Fiduciaries can serve in any number of roles in your estate, both before and after your death. Fiduciaries can be accountants, attorneys, bankers, business advisers, financial advisers, mortgage brokers and real estate agents.


Here are some of the most common roles fiduciaries take on when granted this authority.

Executor or Trustee

This fiduciary is responsible for settling your estate following the directions included in your last will and testament. If you die without leaving a will, the court will appoint someone to this position. You can appoint one or more individuals or an institution, such as a bank or trust company.


Executors are charged with gathering your assets and settling your final debts and tax obligations from estate funds, then distributing the remainder of your estate to your beneficiaries. If you don't have a will, they are responsible for ensuring your assets go to your heirs according to state law. Their fiduciary duty is to your beneficiaries as well as to your expressed final wishes.


A trustee is responsible for managing assets that you've placed in a living trust. They must act per the directions you've included in the trust agreement, just as an executor must act following the terms of your will.


In either case, the trustee also has a fiduciary responsibility to your beneficiaries after your death. The role of fiduciary does not end when you pass. It shifts to those who will benefit from your estate, and fiduciaries must put the interests of your beneficiaries first in conjunction with your final wishes.





Health Care Agent

This fiduciary is responsible for making medical decisions on your behalf following directions you've set out in an advance medical directive, also sometimes called a medical power of attorney or durable power of attorney for health care.
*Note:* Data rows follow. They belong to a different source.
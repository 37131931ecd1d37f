use anyhow::{Context, Result};
use regex::Regex;
use tracing::debug;

use super::text::{
    ELLIPSIS, char_len, char_prefix, clip_at_word_boundary, condense_whitespace,
};
use super::{PageText, Section};

const TITLE_MAX_CHARS: usize = 100;
const TITLE_MAX_WORDS: usize = 12;
const TITLE_SENTENCE_MAX_CHARS: usize = 80;
const TITLE_FALLBACK_CHARS: usize = 50;
const PREVIEW_MAX_CHARS: usize = 200;
const PARAGRAPH_MIN_COUNT: usize = 4;
const PARAGRAPH_MIN_CHARS: usize = 50;

/// Boundary patterns in priority order. The first one that matches anywhere
/// in the page decides the split.
const BOUNDARY_PATTERNS: &[(&str, &str)] = &[
    ("numbered", r"\n\s*\d+\.\s+"),
    ("title_line", r"\n\s*[A-Z][^.\n]{20,}\n"),
    ("all_caps", r"\n\s*[A-Z]{2,}[:\s]"),
    ("chapter_marker", r"\n\s*\w+\s+\d+\s*\n"),
    ("markdown", r"\n\s*#+\s+"),
    ("introduction", r"(?i)\n\s*introduction\s*\n"),
    ("conclusion", r"(?i)\n\s*conclusion\s*\n"),
    ("abstract", r"(?i)\n\s*abstract\s*\n"),
    ("references", r"(?i)\n\s*references\s*\n"),
    ("methods", r"(?i)\n\s*methods\s*\n"),
    ("results", r"(?i)\n\s*results\s*\n"),
];

#[derive(Debug)]
struct BoundaryPattern {
    name: &'static str,
    regex: Regex,
}

impl BoundaryPattern {
    /// Non-empty trimmed fragments, or `None` when the pattern never matches.
    fn split(&self, text: &str) -> Option<Vec<String>> {
        if !self.regex.is_match(text) {
            return None;
        }

        Some(
            self.regex
                .split(text)
                .map(str::trim)
                .filter(|fragment| !fragment.is_empty())
                .map(ToOwned::to_owned)
                .collect(),
        )
    }
}

#[derive(Debug)]
pub struct Segmenter {
    patterns: Vec<BoundaryPattern>,
    paragraph_break: Regex,
    min_section_length: usize,
}

impl Segmenter {
    pub fn new(min_section_length: usize) -> Result<Self> {
        let patterns = BOUNDARY_PATTERNS
            .iter()
            .map(|(name, pattern)| {
                Regex::new(pattern)
                    .with_context(|| format!("failed to compile {name} boundary regex"))
                    .map(|regex| BoundaryPattern { name, regex })
            })
            .collect::<Result<Vec<BoundaryPattern>>>()?;

        Ok(Self {
            patterns,
            paragraph_break: Regex::new(r"\n\s*\n")
                .context("failed to compile paragraph break regex")?,
            min_section_length,
        })
    }

    /// Lazily yields the sections of one page. Candidates shorter than the
    /// minimum section length are dropped and do not consume an ordinal.
    pub fn segment_page(&self, page: PageText) -> impl Iterator<Item = Section> + '_ {
        let candidates = if page.text.trim().is_empty() {
            Vec::new()
        } else {
            self.split_candidates(&page.text)
        };

        candidates
            .into_iter()
            .map(|candidate| candidate.trim().to_string())
            .filter(|candidate| char_len(candidate) >= self.min_section_length)
            .enumerate()
            .map(move |(ordinal, content)| build_section(&page, ordinal, content))
    }

    fn split_candidates(&self, text: &str) -> Vec<String> {
        for pattern in &self.patterns {
            if let Some(fragments) = pattern.split(text) {
                debug!(
                    pattern = pattern.name,
                    fragments = fragments.len(),
                    "page split on boundary pattern"
                );
                return fragments;
            }
        }

        let paragraphs = self.paragraph_break.split(text).collect::<Vec<&str>>();
        if paragraphs.len() >= PARAGRAPH_MIN_COUNT {
            return paragraphs
                .into_iter()
                .map(str::trim)
                .filter(|paragraph| char_len(paragraph) > PARAGRAPH_MIN_CHARS)
                .map(ToOwned::to_owned)
                .collect();
        }

        vec![text.to_string()]
    }
}

fn build_section(page: &PageText, ordinal: usize, content: String) -> Section {
    Section {
        document_name: page.document_name.clone(),
        page_number: page.page_number,
        section_title: generate_title(&content),
        content_preview: generate_preview(&content),
        word_count: content.split_whitespace().count(),
        section_id: format!(
            "{}_p{}_s{}",
            page.document_name, page.page_number, ordinal
        ),
        content,
    }
}

fn generate_title(content: &str) -> String {
    let trimmed = content.trim();
    let first_line = trimmed.split('\n').next().unwrap_or_default().trim();
    if char_len(first_line) < TITLE_MAX_CHARS
        && !first_line.ends_with('.')
        && first_line.split_whitespace().count() < TITLE_MAX_WORDS
    {
        return first_line.to_string();
    }

    let first_sentence = trimmed
        .split(['.', '!', '?'])
        .next()
        .unwrap_or_default()
        .trim();
    if first_sentence.is_empty() {
        return format!(
            "{}{ELLIPSIS}",
            char_prefix(trimmed, TITLE_FALLBACK_CHARS).trim()
        );
    }

    if char_len(first_sentence) > TITLE_SENTENCE_MAX_CHARS {
        return format!(
            "{}{ELLIPSIS}",
            char_prefix(first_sentence, TITLE_SENTENCE_MAX_CHARS)
        );
    }

    first_sentence.to_string()
}

fn generate_preview(content: &str) -> String {
    clip_at_word_boundary(&condense_whitespace(content), PREVIEW_MAX_CHARS)
}

#[cfg(test)]
mod tests {
    use super::*;

    fn page(text: &str) -> PageText {
        PageText {
            document_name: "guide.pdf".to_string(),
            page_number: 3,
            text: text.to_string(),
        }
    }

    fn segment(text: &str) -> Vec<Section> {
        let segmenter = Segmenter::new(100).expect("segmenter should build");
        segmenter.segment_page(page(text)).collect()
    }

    #[test]
    fn splits_on_numbered_markers() {
        let text = "1. Introduction\nThis is a test of enough length to pass the minimum threshold for a section body, padded out well past one hundred characters.\n2. Methods\nAnother section with sufficient length to pass the minimum threshold filter as well, again padded beyond the limit.";
        let sections = segment(text);

        assert_eq!(sections.len(), 2);
        assert!(sections[0].content.starts_with("1. Introduction\nThis is a test"));
        assert!(sections[1].content.starts_with("Methods\nAnother section"));
        assert_eq!(sections[0].section_title, "1. Introduction");
        assert_eq!(sections[1].section_title, "Methods");
        assert_eq!(sections[0].section_id, "guide.pdf_p3_s0");
        assert_eq!(sections[1].section_id, "guide.pdf_p3_s1");
        assert_eq!(sections[1].page_number, 3);
    }

    const BODY: &str = "the body of this part describes local markets, quiet beaches and the best times to visit for small groups of friends.";

    #[test]
    fn splits_on_title_lines() {
        let text = format!("{BODY}\nBest Coastal Walks For Groups Of Friends\n{BODY}");
        let sections = segment(&text);

        assert_eq!(sections.len(), 2);
        assert!(sections.iter().all(|section| section.content == BODY));
    }

    #[test]
    fn splits_on_all_caps_labels() {
        let text = format!("{BODY}\nTIPS: {BODY}\nFOOD {BODY}");
        let sections = segment(&text);

        assert_eq!(sections.len(), 3);
        assert!(sections.iter().all(|section| section.content == BODY));
    }

    #[test]
    fn structural_patterns_are_case_sensitive() {
        let text = format!("{BODY}\ntips: {BODY}");
        let sections = segment(&text);

        assert_eq!(sections.len(), 1);
        assert_eq!(sections[0].content, text);
    }

    #[test]
    fn splits_on_chapter_markers() {
        let text = format!("{BODY}\nDay 2\n{BODY}\nDay 3\n{BODY}");
        let sections = segment(&text);

        assert_eq!(sections.len(), 3);
        assert!(sections.iter().all(|section| section.content == BODY));
    }

    #[test]
    fn splits_on_markdown_headers() {
        let text = format!("{BODY}\n## Getting around\n{BODY}");
        let sections = segment(&text);

        assert_eq!(sections.len(), 2);
        assert_eq!(sections[0].content, BODY);
        assert_eq!(sections[1].content, format!("Getting around\n{BODY}"));
        assert_eq!(sections[1].section_title, "Getting around");
    }

    #[test]
    fn academic_headings_match_in_any_case() {
        for heading in ["results", "Results"] {
            let text = format!("{BODY}\n{heading}\n{BODY}");
            let sections = segment(&text);

            assert_eq!(sections.len(), 2, "{heading}");
            assert!(sections.iter().all(|section| section.content == BODY));
        }
    }

    #[test]
    fn earliest_matching_pattern_decides_the_split() {
        let caps_over_markdown = format!("{BODY}\n# Overview\n{BODY}\nNOTES: {BODY}");
        let sections = segment(&caps_over_markdown);

        assert_eq!(sections.len(), 2);
        assert_eq!(sections[0].content, format!("{BODY}\n# Overview\n{BODY}"));
        assert_eq!(sections[1].content, BODY);

        let title_over_caps =
            format!("{BODY}\nWhere To Stay In The Old Town\n{BODY}\nTIPS: {BODY}");
        let sections = segment(&title_over_caps);

        assert_eq!(sections.len(), 2);
        assert_eq!(sections[0].content, BODY);
        assert_eq!(sections[1].content, format!("{BODY}\nTIPS: {BODY}"));
    }

    #[test]
    fn title_falls_back_to_prefix_when_no_sentence_precedes_punctuation() {
        let content = format!("...{}", "word ".repeat(30));
        assert_eq!(generate_title(&content), format!("{}...", &content[..50]));
    }

    #[test]
    fn blank_page_yields_nothing() {
        assert!(segment("   \n\t ").is_empty());
    }

    #[test]
    fn short_candidates_are_dropped_without_consuming_ordinals() {
        let long = "x ".repeat(80);
        let text = format!("{long}\n1. tiny\n2. {long}");
        let sections = segment(&text);

        assert_eq!(sections.len(), 2);
        assert!(sections.iter().all(|section| section.content.chars().count() >= 100));
        assert_eq!(sections[1].section_id, "guide.pdf_p3_s1");
    }

    #[test]
    fn falls_back_to_paragraphs_when_no_pattern_matches() {
        let paragraph = "the quick brown fox jumps over the lazy dog again and again, ";
        let body = paragraph.repeat(2);
        let text = format!("{body}\n\n{body}\n\n{body}\n\nshort one");
        let sections = segment(&text);

        assert_eq!(sections.len(), 3);
        assert_eq!(sections[0].content, body.trim());
    }

    #[test]
    fn whole_page_is_one_candidate_as_last_resort() {
        let text = "plain lowercase text without any structure. ".repeat(4);
        let sections = segment(&text);

        assert_eq!(sections.len(), 1);
        assert_eq!(sections[0].content, text.trim());
        assert_eq!(sections[0].word_count, 24);
    }

    #[test]
    fn title_uses_first_sentence_when_first_line_is_prose() {
        let content = "This opening line is a long sentence that reads like prose rather than a heading at all. More text.";
        assert_eq!(
            generate_title(content),
            "This opening line is a long sentence that reads like prose rather than a heading..."
        );

        let short = "A short opening sentence ends here. And then more words follow on the same line to exceed limits.";
        assert_eq!(generate_title(short), "A short opening sentence ends here");
    }

    #[test]
    fn preview_collapses_whitespace_and_clips_on_word_boundary() {
        let content = format!("{}\n\n{}", "alpha ".repeat(30), "omega ".repeat(30));
        let preview = generate_preview(&content);

        assert!(preview.ends_with("..."));
        assert!(!preview.contains('\n'));
        assert!(preview.chars().count() <= 203);
        assert!(!preview.trim_end_matches("...").ends_with(' '));
    }
}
Sometimes they'll perform duties like taking you to your doctor appointments, pick up your medication for you, and insure your medications are being managed for you. They can arrange to take care of small issues for you that may seem very overwhelming.


A health care agent can't be an institution or a health care provider who is currently treating you. A health care agent must uphold your written wishes regarding your health care at a time when you're unable to speak them yourself.
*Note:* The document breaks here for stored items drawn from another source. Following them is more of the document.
use tracing::{info, warn};

use super::ranking::{ThresholdStats, rank_sections};
use super::relevance::score_sections;
use super::{
    AnalysisConfig, AnalysisError, DocumentPages, Query, RankedSection, Section, SectionSummary,
    Segmenter, Summarizer,
};

#[derive(Debug, Clone)]
pub struct PipelineOutput {
    pub ranked: Vec<RankedSection>,
    pub summaries: Vec<SectionSummary>,
    pub threshold: ThresholdStats,
    pub sections_extracted: usize,
    pub documents_processed: usize,
}

/// Segments every usable document, ranks the pooled sections against the
/// query and summarizes the best of them. Documents without any text are
/// skipped; the run fails only when nothing usable remains.
pub fn run_pipeline(
    documents: &[DocumentPages],
    query: &Query,
    segmenter: &Segmenter,
    config: &AnalysisConfig,
) -> Result<PipelineOutput, AnalysisError> {
    if documents.is_empty() {
        return Err(AnalysisError::NoInput);
    }

    let usable = documents
        .iter()
        .filter(|document| {
            let has_text = document.has_text();
            if !has_text {
                warn!(document = %document.name, "document has no extractable text; skipping");
            }
            has_text
        })
        .collect::<Vec<&DocumentPages>>();
    if usable.is_empty() {
        return Err(AnalysisError::NoExtractableText {
            attempted: documents.len(),
        });
    }

    let sections = usable
        .iter()
        .copied()
        .flat_map(DocumentPages::page_texts)
        .flat_map(|page| segmenter.segment_page(page))
        .collect::<Vec<Section>>();
    let sections_extracted = sections.len();
    info!(
        documents = usable.len(),
        sections = sections_extracted,
        "segmented documents"
    );
    if sections.is_empty() {
        return Err(AnalysisError::NoSections {
            documents: usable.len(),
        });
    }

    let scored = score_sections(sections, query, &config.weights);
    let outcome = rank_sections(scored, query, config);
    if outcome.ranked.is_empty() {
        return Err(AnalysisError::NothingSurvivedRanking {
            candidates: outcome.candidate_count,
        });
    }
    info!(
        ranked = outcome.ranked.len(),
        threshold = outcome.stats.threshold,
        "ranked sections"
    );

    let summarizer = Summarizer::new(config);
    let summaries = outcome
        .ranked
        .iter()
        .take(config.summary_limit)
        .map(|entry| summarizer.summarize_section(&entry.section))
        .collect::<Vec<SectionSummary>>();

    Ok(PipelineOutput {
        ranked: outcome.ranked,
        summaries,
        threshold: outcome.stats,
        sections_extracted,
        documents_processed: usable.len(),
    })
}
In our next post, we'll discuss Fiduciary as Attorney or Agent, as a Pre-Need Guardian, and as Guardian for Minor Children.


A Fiduciary is many things.


They must hold to three primary fiduciary duties:

  1. Duty of care: The fiduciaries must consider all available information in order to take informed action on behalf of the client. This means they must be reasonably informed of alternatives and may solicit input from other advisers and resources.

  2. Duty of loyalty: They must consider the interest of the client and not their own. They may not use their role as a fiduciary in order to benefit themselves.

  3. Duty of good faith: Fiduciaries must employ prudence and care when making personal decisions for the client - in other words, they must act “in good faith.”